I sindacati, abbiamo visto, allo stato sono poco entusiasti della novità perché immaginano che la disciplina sottostante dei subappalti penalizzerà i contratti dei dipendenti. È un rischio concreto oppure è un riposizionamento delle organizzazioni del lavoro?

Confesso che è una posizione che non capisco. Ovviamente comprendo la preoccupazione di tutelare i lavoratori, ma non riesco a cogliere in che misura e sotto quali profili il nuovo Codice dovrebbe minacciare le tutele acquisite. E certo, anche guardando alla legislazione europea, non si può demonizzare di per sé l’istituto del subappalto, inteso anche come strumento per il coinvolgimento delle piccole e medie imprese in questo settore. Detto questo, mi sentirei di rassicurare sul fatto che il nuovo Codice mostra una particolare attenzione nel regolare l’applicazione di tale istituto proprio a tutela dei lavoratori, con chiare ed espresse indicazioni, in continuità anche testuale con la disciplina precedente.

Le imprese possono festeggiare, disperarsi o accontentarsi a suo giudizio?

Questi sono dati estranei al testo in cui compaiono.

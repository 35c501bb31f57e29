// diag.rs — Internal-invariant errors for the splitting passes.
//
// The splitting passes have no user-surfaced failure modes: any misuse by the
// caller shows up as a violated internal invariant, and the pipeline aborts
// with one of the errors below. Every variant names the offending node so the
// upstream bug can be located from the message alone.
//
// Preconditions: none (types only).
// Postconditions: none (types only).
// Failure modes: none.
// Side effects: none.

use thiserror::Error;

#[derive(Debug, Clone, PartialEq, Eq, Error)]
pub enum InternalError {
    /// More than one produce marker for one async stage on a control path.
    #[error("duplicate produce marker for async stage '{0}'")]
    DuplicateProducer(String),

    /// An `Acquire`'s semaphore operand must be a variable reference.
    #[error("acquire semaphore is not a variable reference: {0}")]
    AcquireSemaphoreNotVariable(String),

    /// A `Realize` names a stage the environment does not know.
    #[error("stage '{0}' missing from the stage environment")]
    UnknownStage(String),

    /// The consumer half ran out of semaphores before its consume markers.
    #[error("consume marker for stage '{0}' has no matching semaphore")]
    SemaphoreUnderflow(String),

    /// A semaphore initialized inside a producer half must stay private to it.
    #[error("semaphore '{0}' initialized inside a producer half was also cloned across the fork")]
    ClonedInnerSemaphore(String),

    /// A semaphore constructor call had the wrong arity.
    #[error("semaphore constructor expects 1 argument, found {0}")]
    MalformedSemaphoreCall(usize),

    /// A semaphore constructor call survived past semaphore lowering.
    #[error("semaphore constructor call in unexpected place: {0}")]
    StrayMakeSemaphore(String),
}
// semaphore.rs — Counting-semaphore intrinsics and their lowering.
//
// The splitting passes coordinate forked halves through counting semaphores.
// During forking a semaphore is just a binding of the placeholder constructor
// call; `lower_semaphores` replaces each such binding with a stack allocation
// plus a runtime initialization call, after which no constructor call may
// remain anywhere in the tree.
//
// Preconditions: every semaphore binding's scope covers all uses.
// Postconditions: no constructor call survives; each lowered binding holds an
//   `alloca` whose record is initialized exactly once before any use.
// Failure modes: stray or malformed constructor calls (internal errors).
// Side effects: none.

use crate::diag::InternalError;
use crate::ir::{self, CallKind, Expr, Stmt, Type};

// ── Runtime symbols ─────────────────────────────────────────────────────────

/// Runtime call that sets a semaphore's count. Resolved at link time.
pub const SEMAPHORE_INIT: &str = "halide_semaphore_init";

/// Runtime call that adds permits to a semaphore. Resolved at link time.
pub const SEMAPHORE_RELEASE: &str = "halide_semaphore_release";

/// Placeholder constructor used while forking; eliminated by
/// [`lower_semaphores`].
pub const MAKE_SEMAPHORE: &str = "halide_make_semaphore";

/// Stack-allocation intrinsic open-coded by the backend.
pub const ALLOCA: &str = "alloca";

/// Size of the runtime semaphore record in bytes.
pub const SEMAPHORE_BYTES: i32 = 16;

// ── Naming ──────────────────────────────────────────────────────────────────

/// Name of the `i`-th semaphore minted for a stage's consume regions.
pub fn semaphore_name(stage: &str, i: usize) -> String {
    format!("{}.semaphore_{}", stage, i)
}

/// Prefix of storage-folding semaphores for `stage`. These pre-date the
/// splitting passes and must flow to the producer side of a fork.
pub fn folding_prefix(stage: &str) -> String {
    format!("{}.folding_semaphore.", stage)
}

// ── Call builders ───────────────────────────────────────────────────────────

/// The placeholder `make_semaphore(initial)` expression.
pub fn make_semaphore(initial: i32) -> Expr {
    Expr::call(
        MAKE_SEMAPHORE,
        vec![Expr::int(initial)],
        CallKind::Extern,
        Type::SemaphoreHandle,
    )
}

/// `semaphore_release(sem, count)` as an expression.
pub fn release(sem: Expr, count: Expr) -> Expr {
    Expr::call(
        SEMAPHORE_RELEASE,
        vec![sem, count],
        CallKind::Extern,
        Type::Int32,
    )
}

/// `semaphore_init(sem, count)` as an expression.
pub fn init(sem: Expr, count: Expr) -> Expr {
    Expr::call(
        SEMAPHORE_INIT,
        vec![sem, count],
        CallKind::Extern,
        Type::Int32,
    )
}

fn alloca_semaphore() -> Expr {
    Expr::call(
        ALLOCA,
        vec![Expr::int(SEMAPHORE_BYTES)],
        CallKind::Intrinsic,
        Type::SemaphoreHandle,
    )
}

// ── Lowering ────────────────────────────────────────────────────────────────

/// Replace every semaphore-typed binding of the placeholder constructor with
/// a stack allocation followed by a runtime initialization call, and reject
/// any constructor call found anywhere else.
pub fn lower_semaphores(stmt: &Stmt) -> Result<Stmt, InternalError> {
    mutate(stmt)
}

fn mutate(stmt: &Stmt) -> Result<Stmt, InternalError> {
    if let Stmt::LetStmt { name, value, body } = stmt {
        let body = mutate(body)?;
        if value.ty() == Type::SemaphoreHandle {
            // Peel expression-level lets off the bound value.
            let mut lets: Vec<(&String, &Expr)> = Vec::new();
            let mut inner = value;
            while let Expr::Let {
                name: ln,
                value: lv,
                body: lb,
            } = inner
            {
                lets.push((ln, lv));
                inner = lb;
            }
            if let Expr::Call {
                name: callee, args, ..
            } = inner
            {
                if callee == MAKE_SEMAPHORE {
                    if args.len() != 1 {
                        return Err(InternalError::MalformedSemaphoreCall(args.len()));
                    }
                    check_no_constructor(&args[0])?;
                    for (_, lv) in &lets {
                        check_no_constructor(lv)?;
                    }

                    let sema_var = Expr::var(name.clone(), Type::SemaphoreHandle);
                    let mut out = Stmt::let_stmt(
                        name.clone(),
                        alloca_semaphore(),
                        Stmt::block(
                            Stmt::evaluate(init(sema_var, args[0].clone())),
                            body,
                        ),
                    );
                    // Re-wrap the peeled lets, innermost last.
                    for (ln, lv) in lets.into_iter().rev() {
                        out = Stmt::let_stmt(ln.clone(), (*lv).clone(), out);
                    }
                    return Ok(out);
                }
            }
        }
        check_no_constructor(value)?;
        return Ok(Stmt::let_stmt(name.clone(), value.clone(), body));
    }

    for e in ir::exprs_of(stmt) {
        check_no_constructor(e)?;
    }
    ir::try_map_children(stmt, &mut mutate)
}

fn check_no_constructor(e: &Expr) -> Result<(), InternalError> {
    if ir::expr_contains_call(e, MAKE_SEMAPHORE) {
        return Err(InternalError::StrayMakeSemaphore(e.to_string()));
    }
    Ok(())
}

// ── Tests ───────────────────────────────────────────────────────────────────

Io credo che le imprese sane non possano che trarre vantaggio da una riforma che faccia chiarezza sui nodi critici del passato, imponga all’amministrazione maggiore efficienza e sia chiara nei rapporti con esse. Gli oneri, non solo economici, ma soprattutto amministrativi cui le imprese sono sottoposte sono già elevatissimi. A essi si aggiungono gli oneri occulti discendenti da una disciplina oscura o suscettibile di consentire le più varie interpretazioni, ciò che in passato purtroppo è successo con troppa frequenza. Un po’ di certezza del diritto in più è già un risultato di cui essere soddisfatti. E anche la digitalizzazione può contribuire notevolmente alla certezza.

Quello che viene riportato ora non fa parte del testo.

// ── Tests ───────────────────────────────────────────────────────────────────

#[cfg(test)]
mod tests {
    use super::*;
    use crate::ir::{Bound, CallKind, Expr, Type};

    fn read_stage(name: &str) -> Expr {
        Expr::call(name, vec![Expr::int(0)], CallKind::Stage, Type::UInt8)
    }

    fn use_stage(name: &str) -> Stmt {
        Stmt::evaluate(read_stage(name))
    }

    fn sema_var(name: &str) -> Expr {
        Expr::var(name, Type::SemaphoreHandle)
    }

    fn byte_realize(name: &str, body: Stmt) -> Stmt {
        Stmt::realize(
            name,
            vec![Type::UInt8],
            vec![Bound::new(Expr::int(0), Expr::int(16))],
            Expr::BoolImm(true),
            body,
        )
    }

    // ── Consume narrowing ───────────────────────────────────────────────

    #[test]
    fn consume_narrows_to_the_half_that_reads() {
        let input = Stmt::consume("f", Stmt::block(use_stage("f"), use_stage("g")));
        let out = tighten_consume_regions(&input);
        let expected = Stmt::block(Stmt::consume("f", use_stage("f")), use_stage("g"));
        assert_eq!(out, expected);
    }

    #[test]
    fn consume_splits_when_both_halves_read() {
        let input = Stmt::consume("f", Stmt::block(use_stage("f"), use_stage("f")));
        let out = tighten_consume_regions(&input);
        let expected = Stmt::block(
            Stmt::consume("f", use_stage("f")),
            Stmt::consume("f", use_stage("f")),
        );
        assert_eq!(out, expected);
    }

    #[test]
    fn consume_pushes_inside_bindings_and_markers() {
        let input = Stmt::consume(
            "f",
            Stmt::let_stmt(
                "t",
                Expr::int(3),
                Stmt::produce("g", use_stage("f")),
            ),
        );
        let out = tighten_consume_regions(&input);
        let expected = Stmt::let_stmt(
            "t",
            Expr::int(3),
            Stmt::produce("g", Stmt::consume("f", use_stage("f"))),
        );
        assert_eq!(out, expected);
    }

    #[test]
    fn consume_counts_buffer_handle_references() {
        let handle_use = Stmt::evaluate(Expr::var("f.buffer", Type::Handle));
        let input = Stmt::consume("f", Stmt::block(handle_use.clone(), use_stage("g")));
        let out = tighten_consume_regions(&input);
        let expected = Stmt::block(Stmt::consume("f", handle_use), use_stage("g"));
        assert_eq!(out, expected);
    }

    #[test]
    fn consume_region_using_neither_half_is_unwrapped() {
        let input = Stmt::consume("f", Stmt::block(use_stage("g"), use_stage("h")));
        let out = tighten_consume_regions(&input);
        assert_eq!(out, Stmt::block(use_stage("g"), use_stage("h")));
    }

    #[test]
    fn produce_markers_are_left_alone() {
        let input = Stmt::produce("f", Stmt::block(use_stage("f"), use_stage("g")));
        assert_eq!(tighten_consume_regions(&input), input);
    }

    #[test]
    fn narrow_keeps_producer_regions_contiguous() {
        let body = Stmt::block(use_stage("f"), use_stage("f"));
        let out = narrow("f", true, body.clone());
        assert_eq!(out, Stmt::produce("f", body));
    }

    // ── Acquire expansion ───────────────────────────────────────────────

    #[test]
    fn acquire_absorbs_trailing_block_and_realize() {
        let input = Stmt::block(
            byte_realize(
                "g",
                Stmt::acquire(sema_var("s"), Expr::int(1), use_stage("g")),
            ),
            use_stage("h"),
        );
        let out = expand_acquire_nodes(&input);
        let expected = Stmt::acquire(
            sema_var("s"),
            Expr::int(1),
            Stmt::block(byte_realize("g", use_stage("g")), use_stage("h")),
        );
        assert_eq!(out, expected);
    }

    #[test]
    fn acquire_hoists_past_independent_bindings() {
        let input = Stmt::let_stmt(
            "t",
            Expr::int(3),
            Stmt::acquire(sema_var("s"), Expr::int(1), use_stage("g")),
        );
        let out = expand_acquire_nodes(&input);
        let expected = Stmt::acquire(
            sema_var("s"),
            Expr::int(1),
            Stmt::let_stmt("t", Expr::int(3), use_stage("g")),
        );
        assert_eq!(out, expected);
    }

    #[test]
    fn acquire_stays_below_bindings_it_depends_on() {
        let input = Stmt::let_stmt(
            "s",
            Expr::var("pool", Type::SemaphoreHandle),
            Stmt::acquire(sema_var("s"), Expr::int(1), use_stage("g")),
        );
        assert_eq!(expand_acquire_nodes(&input), input);
    }

    #[test]
    fn acquire_hoists_out_of_markers() {
        let input = Stmt::consume(
            "f",
            Stmt::acquire(sema_var("s"), Expr::int(1), use_stage("f")),
        );
        let out = expand_acquire_nodes(&input);
        let expected = Stmt::acquire(
            sema_var("s"),
            Expr::int(1),
            Stmt::consume("f", use_stage("f")),
        );
        assert_eq!(out, expected);
    }

    #[test]
    fn chained_acquires_hoist_together() {
        let input = Stmt::block(
            Stmt::acquire(
                sema_var("s"),
                Expr::int(1),
                Stmt::acquire(sema_var("t"), Expr::int(1), use_stage("g")),
            ),
            use_stage("h"),
        );
        let out = expand_acquire_nodes(&input);
        let expected = Stmt::acquire(
            sema_var("s"),
            Expr::int(1),
            Stmt::acquire(
                sema_var("t"),
                Expr::int(1),
                Stmt::block(use_stage("g"), use_stage("h")),
            ),
        );
        assert_eq!(out, expected);
    }

    // ── Fork tightening ─────────────────────────────────────────────────

    #[test]
    fn identical_bindings_hoist_above_fork() {
        let input = Stmt::fork(
            Stmt::let_stmt("a", Expr::int(7), use_stage("a")),
            Stmt::let_stmt("a", Expr::int(7), use_stage("a")),
        );
        let out = tighten_fork_nodes(&input);
        let expected = Stmt::let_stmt(
            "a",
            Expr::int(7),
            Stmt::fork(use_stage("a"), use_stage("a")),
        );
        assert_eq!(out, expected);
    }

    #[test]
    fn mismatched_bindings_do_not_hoist() {
        let input = Stmt::fork(
            Stmt::let_stmt("a", Expr::int(7), use_stage("a")),
            Stmt::let_stmt("a", Expr::int(8), use_stage("a")),
        );
        assert_eq!(tighten_fork_nodes(&input), input);
    }

    #[test]
    fn one_sided_binding_hoists_when_other_side_is_independent() {
        let input = Stmt::fork(
            Stmt::let_stmt("a", Expr::int(7), use_stage("a")),
            use_stage("b"),
        );
        let out = tighten_fork_nodes(&input);
        let expected = Stmt::let_stmt(
            "a",
            Expr::int(7),
            Stmt::fork(use_stage("a"), use_stage("b")),
        );
        assert_eq!(out, expected);
    }

    #[test]
    fn allocation_hoists_above_fork_when_one_sided() {
        let input = Stmt::fork(byte_realize("g", use_stage("g")), use_stage("h"));
        let out = tighten_fork_nodes(&input);
        let expected = byte_realize("g", Stmt::fork(use_stage("g"), use_stage("h")));
        assert_eq!(out, expected);
    }

    #[test]
    fn dead_bindings_inside_fork_children_are_dropped() {
        let input = Stmt::fork(
            Stmt::let_stmt("dead", Expr::int(1), use_stage("a")),
            byte_realize("unused", use_stage("b")),
        );
        let out = tighten_fork_nodes(&input);
        assert_eq!(out, Stmt::fork(use_stage("a"), use_stage("b")));
    }

    #[test]
    fn bindings_outside_forks_are_kept_even_if_dead() {
        let input = Stmt::let_stmt("quiet", Expr::int(1), use_stage("a"));
        assert_eq!(tighten_fork_nodes(&input), input);
    }

    #[test]
    fn fork_with_no_op_child_collapses() {
        let input = Stmt::fork(Stmt::no_op(), use_stage("a"));
        assert_eq!(tighten_fork_nodes(&input), use_stage("a"));
    }
}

L’ex ministro Sacconi, circoscrivendo il discorso non solo al Pnrr, ha detto a Tempi che l’Italia paga in maniera pesantissima la bugia di un indice di corruzione oltre la media “occidentale” con riverberi negativi sulla formazione delle leggi. Com’è andata secondo lei nel caso del nuovo Codice?

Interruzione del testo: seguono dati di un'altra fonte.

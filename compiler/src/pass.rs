// pass.rs — Pass descriptor module: metadata, dependency resolution, certs.
//
// Declares the five stages of the async splitting pipeline, their dependency
// edges, and the invariants each stage establishes. Used by the pipeline
// runner to order execution and by verification certs for reporting.

use std::collections::HashSet;

// ── Pass identifiers ───────────────────────────────────────────────────────

/// Identifies each stage of the splitting pipeline.
#[derive(Debug, Clone, Copy, PartialEq, Eq, Hash)]
pub enum PassId {
    TightenConsume,
    ForkProducers,
    ExpandAcquire,
    TightenFork,
    LowerSemaphores,
}

// ── Pass descriptor ────────────────────────────────────────────────────────

/// Static metadata about a pipeline stage.
pub struct PassDescriptor {
    /// Human-readable name for diagnostics/verbose output.
    pub name: &'static str,
    /// Stages whose output this stage consumes.
    pub inputs: &'static [PassId],
    /// Invariant the stage establishes on its output tree.
    pub invariants: &'static str,
}

/// Return the static descriptor for a given stage.
pub fn descriptor(id: PassId) -> PassDescriptor {
    match id {
        PassId::TightenConsume => PassDescriptor {
            name: "tighten_consume",
            inputs: &[],
            invariants: "every consume marker wraps a region that references its buffer",
        },
        PassId::ForkProducers => PassDescriptor {
            name: "fork_producers",
            inputs: &[PassId::TightenConsume],
            invariants: "every async allocation body is a fork with one semaphore per consume region",
        },
        PassId::ExpandAcquire => PassDescriptor {
            name: "expand_acquire",
            inputs: &[PassId::ForkProducers],
            invariants: "no acquire has an adjacent trailing sibling it could absorb",
        },
        PassId::TightenFork => PassDescriptor {
            name: "tighten_fork",
            inputs: &[PassId::ExpandAcquire],
            invariants: "no dead bindings or allocations inside fork children",
        },
        PassId::LowerSemaphores => PassDescriptor {
            name: "lower_semaphores",
            inputs: &[PassId::TightenFork],
            invariants: "no semaphore constructor call remains",
        },
    }
}

// ── Dependency resolution ──────────────────────────────────────────────────

/// All five stage IDs in declaration order (used for iteration).
pub const ALL_PASSES: [PassId; 5] = [
    PassId::TightenConsume,
    PassId::ForkProducers,
    PassId::ExpandAcquire,
    PassId::TightenFork,
    PassId::LowerSemaphores,
];

/// Compute the minimal ordered set of stages needed to produce `terminal`.
/// Returns stages in topological (execution) order.
pub fn required_passes(terminal: PassId) -> Vec<PassId> {
    let mut visited = HashSet::new();
    let mut order = Vec::new();
    visit(terminal, &mut visited, &mut order);
    order
}

fn visit(id: PassId, visited: &mut HashSet<PassId>, order: &mut Vec<PassId>) {
    if !visited.insert(id) {
        return;
    }
    for &dep in descriptor(id).inputs {
        visit(dep, visited, order);
    }
    order.push(id);
}

// ── Stage certs ────────────────────────────────────────────────────────────

/// Machine-checkable evidence that a stage's postconditions hold.
pub trait StageCert {
    /// True if all obligations pass.
    fn all_pass(&self) -> bool;
    /// Each obligation by name with its outcome.
    fn obligations(&self) -> Vec<(&'static str, bool)>;
}

// ── Tests ──────────────────────────────────────────────────────────────────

Io credo che le patologie vadano sempre combattute, ma con due avvertenze. La prima è che non si può legiferare avendo in mente solo le patologie. Una legislazione solo difensiva non può essere un volano di sviluppo. Combattere le patologie non può essere il solo obiettivo di una disciplina che serve soprattutto per poter fare le cose nell’interesse pubblico. La seconda avvertenza è che esiste un modo formalistico di combattere le patologie, mettendo solo ostacoli e sfiancando l’imprenditoria sana nello sforzo di superare prove, spesso diaboliche, per dimostrare di non essere deviata. Viceversa le patologie si combattono stabilendo regole e parametri di comportamento, certo, ma anche strutturando i controlli in modo qualitativamente intelligente, lavorando su indici sintomatici, facendo verifiche serie. Un lavoro molto più difficile di quello di dire “no” a priori. Anche in questo la digitalizzazione aiuta. Se tutto può e dev’essere tracciato, chi opera in modo distorsivo e patologico deve sapere e sentire che prima o poi le tracce lasciate verranno scoperte. Ma appunto senza meccanismi paralizzanti generalizzati motivati solo dalla cultura del sospetto e dall’incapacità di fare controlli qualitativi e non solo formalistici. Le autorità di controllo hanno tutti gli strumenti per realizzare una svolta culturale anche nel proprio approccio alle patologie.